Stored data =>

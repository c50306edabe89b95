use crate::config::{AppConfig, EmbedderKind};
use crate::error::{ConfigError, QueryError};
use async_trait::async_trait;
use reqwest::Client;
use serde::{Deserialize, Serialize};
use tracing::debug;

const DEFAULT: usize = 128;

pub const DEFAULT_EMBEDDING_DIMENSIONS: usize = DEFAULT;

#[async_trait]
pub trait Embedder: Send + Sync {
    fn dimensions(&self) -> usize;

    async fn embed_batch(&self, texts: &[&str]) -> Result<Vec<Vec<f32>>, QueryError>;

    async fn embed(&self, text: &str) -> Result<Vec<f32>, QueryError> {
        let mut vectors = self.embed_batch(&[text]).await?;
        vectors.pop().ok_or_else(|| QueryError::BackendResponse {
            backend: "embedder".to_string(),
            details: "no vector returned for a single input".to_string(),
        })
    }
}

#[async_trait]
impl<T> Embedder for Box<T>
where
    T: Embedder + ?Sized,
{
    fn dimensions(&self) -> usize {
        (**self).dimensions()
    }

    async fn embed_batch(&self, texts: &[&str]) -> Result<Vec<Vec<f32>>, QueryError> {
        (**self).embed_batch(texts).await
    }
}

/// Builds the embedder selected by `embedder` in the configuration.
pub fn embedder_from_config(config: &AppConfig) -> Result<Box<dyn Embedder>, ConfigError> {
    match config.embedder {
        EmbedderKind::Ngram => Ok(Box::new(CharacterNgramEmbedder::new(
            config.embedding_dimensions,
        ))),
        EmbedderKind::Ollama => {
            let model = config.embeddings_model().ok_or_else(|| {
                ConfigError::Missing(format!("embeddings_{}_model_name", config.language))
            })?;
            Ok(Box::new(OllamaEmbedder::new(
                config.ollama_url.clone(),
                model,
                config.embedding_dimensions,
            )))
        }
    }
}

/// Hashed character trigram counts, L2-normalized. Offline and deterministic,
/// used when no embedding server is configured.
#[derive(Debug, Clone, Copy)]
pub struct CharacterNgramEmbedder {
    pub dimensions: usize,
}

impl Default for CharacterNgramEmbedder {
    fn default() -> Self {
        Self {
            dimensions: DEFAULT_EMBEDDING_DIMENSIONS,
        }
    }
}

impl CharacterNgramEmbedder {
    pub fn new(dimensions: usize) -> Self {
        Self {
            dimensions: dimensions.max(1),
        }
    }

    pub fn embed_text(&self, text: &str) -> Vec<f32> {
        let mut vector = vec![0f32; self.dimensions.max(1)];
        let lowered = text.to_lowercase();
        let chars: Vec<char> = lowered.chars().collect();

        if chars.is_empty() {
            return vector;
        }

        for window in chars.windows(3) {
            let token = window.iter().collect::<String>();
            let mut hash = 1469598103934665603u64;
            for byte in token.bytes() {
                hash ^= byte as u64;
                hash = hash.wrapping_mul(1099511628211);
            }
            let bucket = (hash % vector.len() as u64) as usize;
            vector[bucket] += 1.0;
        }

        normalize(&mut vector);
        vector
    }
}

#[async_trait]
impl Embedder for CharacterNgramEmbedder {
    fn dimensions(&self) -> usize {
        self.dimensions.max(1)
    }

    async fn embed_batch(&self, texts: &[&str]) -> Result<Vec<Vec<f32>>, QueryError> {
        Ok(texts.iter().map(|text| self.embed_text(text)).collect())
    }
}

/// Embedder backed by the `/api/embed` endpoint of an Ollama server.
pub struct OllamaEmbedder {
    client: Client,
    url: String,
    model: String,
    dimensions: usize,
}

#[derive(Serialize)]
struct EmbedRequest<'a> {
    model: &'a str,
    input: &'a [&'a str],
}

#[derive(Deserialize)]
struct EmbedResponse {
    embeddings: Vec<Vec<f32>>,
}

impl OllamaEmbedder {
    pub fn new(url: impl Into<String>, model: impl Into<String>, dimensions: usize) -> Self {
        Self {
            client: Client::new(),
            url: url.into().trim_end_matches('/').to_string(),
            model: model.into(),
            dimensions,
        }
    }
}

#[async_trait]
impl Embedder for OllamaEmbedder {
    fn dimensions(&self) -> usize {
        self.dimensions
    }

    async fn embed_batch(&self, texts: &[&str]) -> Result<Vec<Vec<f32>>, QueryError> {
        if texts.is_empty() {
            return Ok(Vec::new());
        }

        let endpoint = format!("{}/api/embed", self.url);
        debug!(%endpoint, model = %self.model, inputs = texts.len(), "requesting embeddings");

        let response = self
            .client
            .post(&endpoint)
            .json(&EmbedRequest {
                model: &self.model,
                input: texts,
            })
            .send()
            .await?;

        if !response.status().is_success() {
            let status = response.status();
            let body = response.text().await.unwrap_or_default();
            return Err(QueryError::BackendResponse {
                backend: "ollama".to_string(),
                details: format!("{status}: {body}"),
            });
        }

        let parsed: EmbedResponse = response.json().await?;
        if parsed.embeddings.len() != texts.len() {
            return Err(QueryError::BackendResponse {
                backend: "ollama".to_string(),
                details: format!(
                    "expected {} embeddings, got {}",
                    texts.len(),
                    parsed.embeddings.len()
                ),
            });
        }
        for vector in &parsed.embeddings {
            if vector.len() != self.dimensions {
                return Err(QueryError::DimensionMismatch {
                    expected: self.dimensions,
                    actual: vector.len(),
                });
            }
        }

        Ok(parsed.embeddings)
    }
}

pub fn cosine_similarity(left: &[f32], right: &[f32]) -> f32 {
    let dot = left
        .iter()
        .zip(right.iter())
        .map(|(a, b)| a * b)
        .sum::<f32>();
    let left_norm = left.iter().map(|value| value * value).sum::<f32>().sqrt();
    let right_norm = right.iter().map(|value| value * value).sum::<f32>().sqrt();

    if left_norm == 0.0 || right_norm == 0.0 {
        0.0
    } else {
        dot / (left_norm * right_norm)
    }
}

fn normalize(vector: &mut [f32]) {
    let magnitude = vector.iter().map(|value| value * value).sum::<f32>().sqrt();
    if magnitude > 0.0 {
        for value in vector {
            *value /= magnitude;
        }
    }
}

TO DO => Scan the data above, please, and give the number of lines where the word "ConfigError" occurs, with no further text.

RESULT => 3